Maybe that’s why so many religions and spiritual traditions engage in celebrations of Light. Hanukkah commemorates the victory by the Jews over a tyrant king and the miracle of a small quantity of oil to light the Temple’s menorah miraculously lasting eight days. The 13th of November is huge  celebration of light, Diwali, celebrated by Hindus, Sikhs and Jains, is a festival of triumph of good over evil celebrated with light displays, food and fireworks.. It’s a beautiful and colorful celebration. It is not surprising then that Kwanzaa, which celebrates African heritage in African-American culture, also is a celebration of light.  In addition to a feast and gift giving. seven candles are lit to symbolize the seven core principles of Kwanzaa. Kwanzaa is celebrated very near Christmas.

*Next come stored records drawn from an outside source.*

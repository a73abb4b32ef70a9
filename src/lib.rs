// bTCP: a reliable, connection-oriented, unidirectional file-transfer
// protocol layered over UDP.
//
// The crate is organized the way the wire protocol itself is layered:
// [`segment`] is the on-the-wire codec, [`factory`] builds segments for
// a connection, [`transport`] is the datagram collaborator the state
// machines run over, and [`sender`]/[`receiver`] are the two halves of
// the handshake/transfer/teardown state machine.

pub mod config;
pub mod error;
pub mod factory;
pub mod receiver;
pub mod segment;
pub mod sender;
pub mod timer;
pub mod transport;

pub use error::Error;
pub use receiver::Receiver;
pub use sender::Sender;
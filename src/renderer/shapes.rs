//! Shape generation for 2D primitives
//!
//! Everything tessellates to a triangle list in local coordinates; the
//! batch applies the current transform afterwards.

use glam::Vec2;
use std::f32::consts::PI;

use super::vertex::Vertex;

/// Segment count for a circle of the given radius
pub fn circle_segments(radius: f32) -> u32 {
    ((radius * 1.5) as u32).clamp(8, 48)
}

fn quad(vertices: &mut Vec<Vertex>, corners: [Vec2; 4], color: [f32; 4]) {
    let [a, b, c, d] = corners;
    for p in [a, b, c, a, c, d] {
        vertices.push(Vertex::new(p.x, p.y, color));
    }
}

/// Generate vertices for a filled axis-aligned rectangle
pub fn rect(pos: Vec2, size: Vec2, color: [f32; 4]) -> Vec<Vertex> {
    let mut vertices = Vec::with_capacity(6);
    quad(
        &mut vertices,
        [
            pos,
            Vec2::new(pos.x + size.x, pos.y),
            pos + size,
            Vec2::new(pos.x, pos.y + size.y),
        ],
        color,
    );
    vertices
}

/// Generate vertices for a thick line segment with square ends
pub fn thick_line(from: Vec2, to: Vec2, width: f32, color: [f32; 4]) -> Vec<Vertex> {
    let dir = (to - from).normalize_or_zero();
    if dir == Vec2::ZERO {
        return Vec::new();
    }
    // Perpendicular for width
    let perp = Vec2::new(-dir.y, dir.x) * (width / 2.0);

    let mut vertices = Vec::with_capacity(6);
    quad(
        &mut vertices,
        [from + perp, to + perp, to - perp, from - perp],
        color,
    );
    vertices
}

/// Generate vertices for a rectangle outline centred on its edges
pub fn rect_outline(pos: Vec2, size: Vec2, width: f32, color: [f32; 4]) -> Vec<Vertex> {
    let half = width / 2.0;
    let min = pos;
    let max = pos + size;

    let mut vertices = Vec::with_capacity(24);
    // Horizontal edges span the corners so they meet cleanly
    vertices.extend(rect(
        Vec2::new(min.x - half, min.y - half),
        Vec2::new(size.x + width, width),
        color,
    ));
    vertices.extend(rect(
        Vec2::new(min.x - half, max.y - half),
        Vec2::new(size.x + width, width),
        color,
    ));
    vertices.extend(rect(
        Vec2::new(min.x - half, min.y + half),
        Vec2::new(width, (size.y - width).max(0.0)),
        color,
    ));
    vertices.extend(rect(
        Vec2::new(max.x - half, min.y + half),
        Vec2::new(width, (size.y - width).max(0.0)),
        color,
    ));
    vertices
}

/// Generate vertices for a filled circle
pub fn circle(center: Vec2, radius: f32, color: [f32; 4], segments: u32) -> Vec<Vertex> {
    let mut vertices = Vec::with_capacity((segments * 3) as usize);

    for i in 0..segments {
        let theta1 = (i as f32 / segments as f32) * 2.0 * PI;
        let theta2 = ((i + 1) as f32 / segments as f32) * 2.0 * PI;

        // Triangle from center to edge
        vertices.push(Vertex::new(center.x, center.y, color));
        vertices.push(Vertex::new(
            center.x + radius * theta1.cos(),
            center.y + radius * theta1.sin(),
            color,
        ));
        vertices.push(Vertex::new(
            center.x + radius * theta2.cos(),
            center.y + radius * theta2.sin(),
            color,
        ));
    }

    vertices
}

/// Generate vertices for a ring (hollow circle)
pub fn ring(
    center: Vec2,
    inner_radius: f32,
    outer_radius: f32,
    color: [f32; 4],
    segments: u32,
) -> Vec<Vertex> {
    let mut vertices = Vec::with_capacity((segments * 6) as usize);
    let inner_radius = inner_radius.max(0.0);

    for i in 0..segments {
        let theta1 = (i as f32 / segments as f32) * 2.0 * PI;
        let theta2 = ((i + 1) as f32 / segments as f32) * 2.0 * PI;
        let (s1, c1) = theta1.sin_cos();
        let (s2, c2) = theta2.sin_cos();

        let inner1 = center + Vec2::new(c1, s1) * inner_radius;
        let outer1 = center + Vec2::new(c1, s1) * outer_radius;
        let inner2 = center + Vec2::new(c2, s2) * inner_radius;
        let outer2 = center + Vec2::new(c2, s2) * outer_radius;

        // Two triangles per segment
        quad(&mut vertices, [inner1, outer1, outer2, inner2], color);
    }

    vertices
}

/// Generate vertices for a convex polygon as a triangle fan
pub fn convex_polygon(points: &[Vec2], color: [f32; 4]) -> Vec<Vertex> {
    if points.len() < 3 {
        return Vec::new();
    }
    let mut vertices = Vec::with_capacity((points.len() - 2) * 3);
    let origin = points[0];
    for pair in points[1..].windows(2) {
        vertices.push(Vertex::new(origin.x, origin.y, color));
        vertices.push(Vertex::new(pair[0].x, pair[0].y, color));
        vertices.push(Vertex::new(pair[1].x, pair[1].y, color));
    }
    vertices
}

Christmas, the celebration of the birth of Jesus of Nazareth,  is not in sync with the historical birth of Jesus, but occurs just after the longest night of the year, as the earth slowly tilts once again towards the sun.  I wonder if, back in ancient times, the darkness seemed to be winning when Jesus entered the picture.  Things were fairly dire in the outposts of the Roman Empire, especially if you were ill or not well off materially; there was poverty and disease, and an Empire not too interested in anything besides tax collecting.  For Christians, Jesus is “the Light of the World” that overcame the darkness. Perhaps that is one reason the celebration was moved from Spring to December, just after the winter Solstice.

Time and time again, candles are lit in celebration, commemoration, worship to give us hope and remind us that darkness always gives way to light. The thing is, you have to keep moving, keep bringing light, no matter how dark the night seems, or for how long.

 Just as darkness enveloped the Empire, so night envelops us as we wait for the Solstice, which occurs just before we celebrate Christmas. We string small lights onto our homes and trees and sing songs of Peace and Joy. Light once again has overcome the dark. It did back then. It will again. 

You will bring it.

For Aimee Levesque and me, Inclusive Theater of WNY is our candle in the darkness. It is the Light we offer to all those who wander in the darkness of exclusion, depression, judgement, fear, harassment, and hopelessness. Through our own difficult experiences we haven’t just come to believe–we KNOW–that to exclude anyone on the basis of something they cannot change (something core to their being) is to foist darkness upon the person, and the world. The world because we believe that each individual brings his/her own light and our calling is to help others to grow their own light and to share it. To extinguish the light of another is ultimate evil. Whether by shaming, blaming, ostracizing, or other means, it is soul murder not to acknowledge, validate and value the unique soul in every single person.